Just plain too much time in the dark, bounced around, no food?
How much time do frogs being imported from SA or Europe spend in a box?
What do you all think?


----------



## gary1218 (Dec 31, 2005)

That's pretty impressive. I guess I'd be curious to see how much you would really save on shipping being a 9lb package. I'd be even more curious to know what that black inner box is made of so that we could just make it ourselves


----------



## markpulawski (Nov 19, 2004)

Frogs in the dark kind of go into a "resting state", a friend of mine brought back frogs from Europe once and had accumulated them over 7 or 8 days time, he left them all in a dark box and did nothing to them, all were 100% fine when put into their tanks over a week later. If you can assure temps are good you will have no problems
By the way I always use Express Mail at the post office, my last 2 shipments were under $25 and both arrived the next day in 100% good shape.
Mark


----------



## joshsfrogs (May 6, 2004)

I'm curious how delicate the vacuum seal is. I wonder how many times you could ship the box before it was in such bad shape that the vacuum didn't work anymore.
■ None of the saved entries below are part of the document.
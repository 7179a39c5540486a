//! Map-matching client.
//!
//! # Responsibilities
//! - Serialize the drawn path and radii into a matching request
//! - Issue exactly one GET per invocation (no retry, no backoff)
//! - Accept only HTTP 200 with at least one candidate
//! - Log every failure and collapse it into "no geometry"

use std::future::Future;
use std::time::{Duration, Instant};

use reqwest::StatusCode;

use crate::geo::{MatchedGeometry, Path, SearchRadius};
use crate::matching::query::build_url;
use crate::matching::types::{MatchError, MatchResponse, MatchResult, Matching, MatchingConfig};
use crate::observability::metrics;

/// Snaps a drawn path to the road network.
///
/// Implementations never fail loudly: any problem yields `None`.
pub trait RouteMatcher: Send + Sync + 'static {
    fn match_route(
        &self,
        path: Path,
        radii: SearchRadius,
    ) -> impl Future<Output = Option<MatchedGeometry>> + Send;
}

/// Matcher backed by the Mapbox Map Matching API.
#[derive(Clone)]
pub struct MapboxMatcher {
    client: reqwest::Client,
    config: MatchingConfig,
}

impl MapboxMatcher {
    /// Create a matcher from configuration.
    pub fn new(config: MatchingConfig) -> MatchResult<Self> {
        let mut builder = reqwest::Client::builder();
        if let Some(secs) = config.request_timeout_secs {
            builder = builder.timeout(Duration::from_secs(secs));
        }
        let client = builder
            .build()
            .map_err(|e| MatchError::Transport(format!("Failed to create HTTP client: {}", e)))?;

        Ok(Self { client, config })
    }

    /// Get the configuration.
    pub fn config(&self) -> &MatchingConfig {
        &self.config
    }

    /// Run one match attempt and return the best candidate.
    ///
    /// Candidates are already ranked by the service; the first one wins.
    pub async fn try_match(&self, path: &Path, radii: &SearchRadius) -> MatchResult<Matching> {
        let url = build_url(&self.config, path, radii)?;

        tracing::debug!(
            points = path.len(),
            profile = %self.config.profile,
            "Requesting route match"
        );

        let response = self
            .client
            .get(url)
            .send()
            .await
            .map_err(|e| MatchError::Transport(format!("Request failed: {}", e)))?;

        let status = response.status();
        let body = response
            .text()
            .await
            .map_err(|e| MatchError::Transport(format!("Failed to read response: {}", e)))?;

        if status != StatusCode::OK {
            return Err(MatchError::Status {
                status: status.as_u16(),
                body,
            });
        }

        let parsed: MatchResponse =
            serde_json::from_str(&body).map_err(|e| MatchError::Decode(e.to_string()))?;

        parsed
            .matchings
            .into_iter()
            .next()
            .ok_or_else(|| MatchError::NoMatchings {
                code: parsed.code.unwrap_or_else(|| "unknown".to_string()),
            })
    }
}

impl RouteMatcher for MapboxMatcher {
    async fn match_route(&self, path: Path, radii: SearchRadius) -> Option<MatchedGeometry> {
        let start = Instant::now();
        match self.try_match(&path, &radii).await {
            Ok(best) => {
                let leg = best.legs.first();
                tracing::info!(
                    points = path.len(),
                    matched_points = best.geometry.coordinates().len(),
                    distance_m = leg.map(|l| l.distance),
                    steps = leg.map(|l| l.steps.len()),
                    confidence = best.confidence,
                    "Route matched"
                );
                metrics::record_match("matched", start);
                Some(best.geometry)
            }
            Err(e) => {
                if let MatchError::Status { status, body } = &e {
                    tracing::debug!(status = *status, body = %body, "Matching service error body");
                }
                tracing::warn!(points = path.len(), error = %e, "Route match failed");
                metrics::record_match(e.kind(), start);
                None
            }
        }
    }
}

impl std::fmt::Debug for MapboxMatcher {
    fn fmt(&self, f: &mut std::fmt::Formatter<'_>) -> std::fmt::Result {
        f.debug_struct("MapboxMatcher")
            .field("base_url", &self.config.base_url)
            .field("profile", &self.config.profile)
            .field("search_radius_m", &self.config.search_radius_m)
            .finish()
    }
}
> By the way I always use Express Mail at the post office, my last 2 shipments were under $25 and both arrived the next day in 100% good shape.


I offered my customers last year the choice between UPS and USPS for shipping frogs. The majority chose UPS even though it is substantially higher in price.


----------



## amphibianfreak (Jul 21, 2004)

Just wanted to share....

About 2 years ago (this coming august) I had a few somewhat delicate frogs sent to me from what I though was a reputable breeder. They were to be sent USPS overnight. Overnight turned into 2 day, 2 day turned into the package being lost....Finally after a lot of calling USPS the package was "found" and finally got to me 3 days after being sent. Now, the frogs were alive (panguana lamasi) but it was not do to the packaging. The packaging was horrible. Single cardboard box, no styro reinforcement, frogs were place in a 32oz ff container with nothing to prevent them from being jostled. Upon receipt, the paper towel that was at one point damp was completly dry. So, i guess even under the worst packaging conditions and moderate temps, 2 day should not be a problem... I still have the frogs to this day with no ill effects...


----------



## Dancing frogs (Feb 20, 2004)

gary1218 said:


> That's pretty impressive. I guess I'd be curious to see how much you would really save on shipping being a 9lb package. I'd be even more curious to know what that black inner box is made of so that we could just make it ourselves


Well, I am considering doing that, the black box, I'm pretty sure is just a double walled plastic container with phase change material inside it.
But that is only part of the performance equation.
The other part is the vacum panels...I have no idea how to make them, and they are a key element...if I remember correctly, vacum has an insulating value of R-30 per inch, whereas the next best thing that is commonly available only offers about R-5 per inch.
As for the longevity of the vacum panels...that would be something to consider, if you look on the website they do mention replacement panels.
I requested a quote, and I'll see what happens.

As for express mail, I have used it, it works pretty well, as long as you pay attention to whether or not they will guarantee overnight.
I can't ship overnight via usps from here, instead I have to drive them about 90 miles (one way) to the terminal, and with gas supposed to gradually creep back up to >$3 a gallon, it is just as cheap to have fedex pick them up here, and they actually spend less time in the box.
What is nice about usps express is they don't charge dimensional weight, so if you go the double box route, it won't cost an arm and a leg.


----------



## Tim F (Jan 27, 2006)

Given a choice, I'll always choose overnight - regardless of the cost of the frogs. This way, if I don't receive my package by 10:30 am the next morning, I'll know to start tracing it right away, which could possibly add a day. However if something goes wrong with a 2 day... 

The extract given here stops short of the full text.